The pandemic revealed not only the fact we are interconnected (to others within our species, and to the natural world and animals) but that we are eminently capable of forming bonds in times of need (e.g. mutual aid and local organising, rules and protocols like lockdowns and masking, innovation in technology to solve problems and improve human connection etc.)

Discussion of interconnectedness with plants and animal kingdoms mustn’t neglect the revelations in recent years about the contribution of fungi to the experience of life on earth. Learning that we rely upon networks of sensory organisms constantly regenerating without central control is surely a thought-provoking model for our own communities, at a time when we need fresh inspiration to recast “the village” as more than kinship within economic hierarchy?

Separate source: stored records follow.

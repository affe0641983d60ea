//! Twitter-data provider client.
//!
//! Fetches public profile and timeline data for a handle from the
//! third-party Twitter-data API. Persona ingestion is the only caller.

use async_trait::async_trait;
use serde::Deserialize;
use std::time::Duration;

use crate::error::ApiError;

/// Per-request timeout for the provider
const REQUEST_TIMEOUT_SECS: u64 = 30;

/// How many timeline entries we ask the provider for
const TIMELINE_FETCH_LIMIT: usize = 50;

#[derive(Debug, Clone)]
pub struct TwitterProfile {
    pub handle: String,
    pub display_name: String,
    pub bio: Option<String>,
    pub profile_picture_url: Option<String>,
    pub cover_picture_url: Option<String>,
}

#[derive(Debug, Clone)]
pub struct TimelineEntry {
    pub external_id: String,
    pub content: String,
    pub posted_at: Option<String>,
}

/// Seam over the Twitter-data collaborator so ingestion is testable
/// without the live provider.
#[async_trait]
pub trait TwitterData: Send + Sync {
    /// Fails with `NotFound` when the provider reports no such user
    async fn fetch_profile(&self, handle: &str) -> Result<TwitterProfile, ApiError>;

    /// Returns the newest timeline entries; empty when the account has none
    async fn fetch_timeline(&self, handle: &str) -> Result<Vec<TimelineEntry>, ApiError>;
}

pub struct TwitterApiClient {
    client: reqwest::Client,
    base_url: String,
    api_key: Option<String>,
}

impl TwitterApiClient {
    pub fn new(base_url: String, api_key: Option<String>) -> Self {
        let client = reqwest::Client::builder()
            .timeout(Duration::from_secs(REQUEST_TIMEOUT_SECS))
            .build()
            .unwrap_or_default();
        Self {
            client,
            base_url,
            api_key,
        }
    }

    fn api_key(&self) -> Result<&str, ApiError> {
        self.api_key.as_deref().ok_or_else(|| {
            ApiError::ExternalService("Twitter data API key not configured".to_string())
        })
    }
}

// -- Provider response shapes --

#[derive(Debug, Deserialize)]
struct UserResponse {
    data: Option<UserData>,
    #[serde(default)]
    msg: Option<String>,
}

#[derive(Debug, Deserialize)]
struct UserData {
    #[serde(rename = "userName")]
    user_name: String,
    name: Option<String>,
    description: Option<String>,
    #[serde(rename = "profilePicture")]
    profile_picture: Option<String>,
    #[serde(rename = "coverPicture")]
    cover_picture: Option<String>,
}

#[derive(Debug, Deserialize)]
struct TimelineResponse {
    #[serde(default)]
    tweets: Vec<TimelineTweet>,
}

#[derive(Debug, Deserialize)]
struct TimelineTweet {
    id: String,
    text: String,
    #[serde(rename = "createdAt")]
    created_at: Option<String>,
}

#[async_trait]
impl TwitterData for TwitterApiClient {
    async fn fetch_profile(&self, handle: &str) -> Result<TwitterProfile, ApiError> {
        let api_key = self.api_key()?.to_string();
        let url = format!("{}/twitter/user/info", self.base_url);

        let response = self
            .client
            .get(&url)
            .header("X-API-Key", api_key)
            .query(&[("userName", handle)])
            .send()
            .await
            .map_err(|e| ApiError::ExternalService(format!("Twitter data request failed: {}", e)))?;

        if response.status() == reqwest::StatusCode::NOT_FOUND {
            return Err(ApiError::NotFound(format!("Twitter user not found: {}", handle)));
        }
        if !response.status().is_success() {
            return Err(ApiError::ExternalService(format!(
                "Twitter data provider returned {}",
                response.status()
            )));
        }

        let body: UserResponse = response
            .json()
            .await
            .map_err(|e| ApiError::ExternalService(format!("Invalid Twitter data response: {}", e)))?;

        let data = body.data.ok_or_else(|| {
            log::info!(
                "Twitter data provider has no user '{}' ({})",
                handle,
                body.msg.as_deref().unwrap_or("no message")
            );
            ApiError::NotFound(format!("Twitter user not found: {}", handle))
        })?;

        Ok(TwitterProfile {
            handle: data.user_name,
            display_name: data.name.unwrap_or_else(|| handle.to_string()),
            bio: data.description.filter(|s| !s.is_empty()),
            profile_picture_url: data.profile_picture,
            cover_picture_url: data.cover_picture,
        })
    }

    async fn fetch_timeline(&self, handle: &str) -> Result<Vec<TimelineEntry>, ApiError> {
        let api_key = self.api_key()?.to_string();
        let url = format!("{}/twitter/user/last_tweets", self.base_url);
        let limit = TIMELINE_FETCH_LIMIT.to_string();

        let response = self
            .client
            .get(&url)
            .header("X-API-Key", api_key)
            .query(&[("userName", handle), ("limit", limit.as_str())])
            .send()
            .await
            .map_err(|e| ApiError::ExternalService(format!("Twitter timeline request failed: {}", e)))?;

        if !response.status().is_success() {
            return Err(ApiError::ExternalService(format!(
                "Twitter timeline provider returned {}",
                response.status()
            )));
        }

        let body: TimelineResponse = response.json().await.map_err(|e| {
            ApiError::ExternalService(format!("Invalid Twitter timeline response: {}", e))
        })?;

        Ok(body
            .tweets
            .into_iter()
            .map(|t| TimelineEntry {
                external_id: t.id,
                content: t.text,
                posted_at: t.created_at,
            })
            .collect())
    }
}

Closing thought: be like lichen!

Taking this natural world metaphor further, astonishing and nourishing collaboration becomes possible when different skills come together. Our society’s divisions run deep right now. Talking about tolerance and kindness isn’t enough.

You might just have noticed them as patchy growths on trees, but lichens are actually highly resilient collaborations which adapt to certain environments; a mutually-beneficial symbiosis between fungi and algae. It’s astonishing how apt this playful relationship feels for the partnership between parents and educators! “One critical condition had to be fulfilled: each partner had to be able to do something the other couldn’t achieve on its own. The identity of the partners didn’t matter so much as their ecological fit” (Sheldrake, 2020, p.87). A. Laurie Palmer also writes about the power of learning from such local, small-scale systems in ‘The Lichen Museum’: “It seems paradoxical because lichens are so small, and the crises destroying the earth and shattering human relations now are so overwhelming… But attending to lichens is attending to relationships, to qualities of connection”.

Growing together, responding to local needs…like lichen.

There is a potential future where we exist in nurturing companionship together and with the natural world, possible through acknowledgement of our interdependence with ecosystems. The ’symbiocene’ is a useful label by Dr Glenn Albrecht (‘Earth Emotions’, 2019) for the post-human centric worldview. A safe and healthy planet is intimately tied to safe and healthy human connection. Let’s start at home and school.